-- Opening Marker --

//! All-moves-as-first rollout evaluator
//!
//! ## Architecture
//! - Level 1: choose_best_move() - candidate ranking
//! - Level 2: evaluate_move() - win rate over N trials
//! - Level 3: run_trial() - one random completion, mutate then revert

use hexmc_core::{Board, Color, PathFinder, VertexId};
use rand::prelude::*;
use rand_chacha::ChaCha8Rng;
use tracing::debug;

/// Monte-Carlo move evaluator with its own seedable RNG
pub struct MonteCarloAi {
    trials: usize,
    rng: ChaCha8Rng,
    finder: PathFinder,
}

impl MonteCarloAi {
    /// Evaluator seeded from OS entropy
    pub fn new(trials: usize) -> Self {
        Self {
            trials,
            rng: ChaCha8Rng::from_entropy(),
            finder: PathFinder::new(),
        }
    }

    /// Deterministic evaluator for tests and reproducible games
    pub fn with_seed(trials: usize, seed: u64) -> Self {
        Self {
            trials,
            rng: ChaCha8Rng::seed_from_u64(seed),
            finder: PathFinder::new(),
        }
    }

    pub fn trials(&self) -> usize {
        self.trials
    }

    /// Estimate the win rate of placing `active`'s stone on
    /// `candidate`, over this evaluator's trial count.
    ///
    /// Every trial colors the whole remaining board (strict turn
    /// alternation starting with the opponent), queries the oracle for
    /// `active`'s boundary pair, then reverts every touched vertex.
    /// The board is bit-for-bit unchanged when this returns.
    /// `candidate` must be an unoccupied grid vertex.
    pub fn evaluate_move(&mut self, board: &mut Board, candidate: VertexId, active: Color) -> f32 {
        debug_assert!(board.unoccupied().contains(&candidate));
        if self.trials == 0 {
            return 0.0;
        }

        // the candidate is tentatively taken, so it never enters the pool
        let mut pool: Vec<VertexId> = board
            .unoccupied()
            .iter()
            .copied()
            .filter(|&id| id != candidate)
            .collect();

        let mut wins = 0usize;
        for _ in 0..self.trials {
            if run_trial(
                board,
                &mut self.finder,
                &mut self.rng,
                candidate,
                &mut pool,
                active,
            ) {
                wins += 1;
            }
        }

        wins as f32 / self.trials as f32
    }

    /// Pick the best move for `active` among all unoccupied vertices.
    ///
    /// Ties break to the first candidate in unoccupied-list order, so
    /// results are reproducible for a fixed seed. The board must not
    /// be full.
    pub fn choose_best_move(&mut self, board: &mut Board, active: Color) -> VertexId {
        let candidates: Vec<VertexId> = board.unoccupied().to_vec();
        assert!(!candidates.is_empty(), "no legal move on a full board");

        let mut best = candidates[0];
        let mut best_rate = -1.0f32;
        for candidate in candidates {
            let rate = self.evaluate_move(board, candidate, active);
            if rate > best_rate {
                best_rate = rate;
                best = candidate;
            }
        }

        debug!(vertex = best, rate = best_rate, "chose move");
        best
    }

    /// Parallel variant: candidates are sharded across rayon workers,
    /// each on its own board clone with a seed derived from this
    /// evaluator's RNG. Tie-break is still first-in-order.
    #[cfg(feature = "parallel")]
    pub fn choose_best_move_parallel(&mut self, board: &Board, active: Color) -> VertexId {
        use rayon::prelude::*;

        let candidates: Vec<VertexId> = board.unoccupied().to_vec();
        assert!(!candidates.is_empty(), "no legal move on a full board");

        let trials = self.trials;
        let base_seed: u64 = self.rng.gen();
        let rates: Vec<f32> = candidates
            .par_iter()
            .enumerate()
            .map(|(i, &candidate)| {
                let mut local = board.clone();
                let mut ai = MonteCarloAi::with_seed(trials, base_seed.wrapping_add(i as u64));
                ai.evaluate_move(&mut local, candidate, active)
            })
            .collect();

        let mut best = 0;
        for (i, &rate) in rates.iter().enumerate() {
            if rate > rates[best] {
                best = i;
            }
        }

        debug!(vertex = candidates[best], rate = rates[best], "chose move (parallel)");
        candidates[best]
    }
}

/// One rollout. Colors the candidate and the whole pool, asks the
/// oracle whether `active` connected, then restores every vertex it
/// touched. Single exit so the revert cannot be skipped.
fn run_trial(
    board: &mut Board,
    finder: &mut PathFinder,
    rng: &mut ChaCha8Rng,
    candidate: VertexId,
    pool: &mut [VertexId],
    active: Color,
) -> bool {
    board.set_color(candidate, active);

    pool.shuffle(rng);
    let mut turn = active.opponent();
    for &id in pool.iter() {
        board.set_color(id, turn);
        turn = turn.opponent();
    }

    let won = board.has_connection(finder, active);

    board.set_color(candidate, Color::Empty);
    for &id in pool.iter() {
        board.set_color(id, Color::Empty);
    }

    won
}

// ============================================================================
// TESTS
// ============================================================================
//! HEXMC MCTS - Monte-Carlo move evaluation
//!
//! Ranks candidate moves by exhaustive random rollouts: every trial
//! fills the remaining board uniformly at random and asks the
//! connectivity oracle who connected. Hex cannot draw, so a finished
//! board always has exactly one winner and the win rate is a sound
//! (if noisy) proxy for move quality.

pub mod evaluator;

pub use evaluator::MonteCarloAi;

-- Closing Marker --

__WHAT THE TASK REQUIRES__
Only the lines from the first one of the listing up to and including the line where "when this returns." appears are wanted, reproduced exactly.

__SOLUTION TO THE PROBLEM__
//! All-moves-as-first rollout evaluator
//!
//! ## Architecture
//! - Level 1: choose_best_move() - candidate ranking
//! - Level 2: evaluate_move() - win rate over N trials
//! - Level 3: run_trial() - one random completion, mutate then revert

use hexmc_core::{Board, Color, PathFinder, VertexId};
use rand::prelude::*;
use rand_chacha::ChaCha8Rng;
use tracing::debug;

/// Monte-Carlo move evaluator with its own seedable RNG
pub struct MonteCarloAi {
    trials: usize,
    rng: ChaCha8Rng,
    finder: PathFinder,
}

impl MonteCarloAi {
    /// Evaluator seeded from OS entropy
    pub fn new(trials: usize) -> Self {
        Self {
            trials,
            rng: ChaCha8Rng::from_entropy(),
            finder: PathFinder::new(),
        }
    }

    /// Deterministic evaluator for tests and reproducible games
    pub fn with_seed(trials: usize, seed: u64) -> Self {
        Self {
            trials,
            rng: ChaCha8Rng::seed_from_u64(seed),
            finder: PathFinder::new(),
        }
    }

    pub fn trials(&self) -> usize {
        self.trials
    }

    /// Estimate the win rate of placing `active`'s stone on
    /// `candidate`, over this evaluator's trial count.
    ///
    /// Every trial colors the whole remaining board (strict turn
    /// alternation starting with the opponent), queries the oracle for
    /// `active`'s boundary pair, then reverts every touched vertex.
    /// The board is bit-for-bit unchanged when this returns.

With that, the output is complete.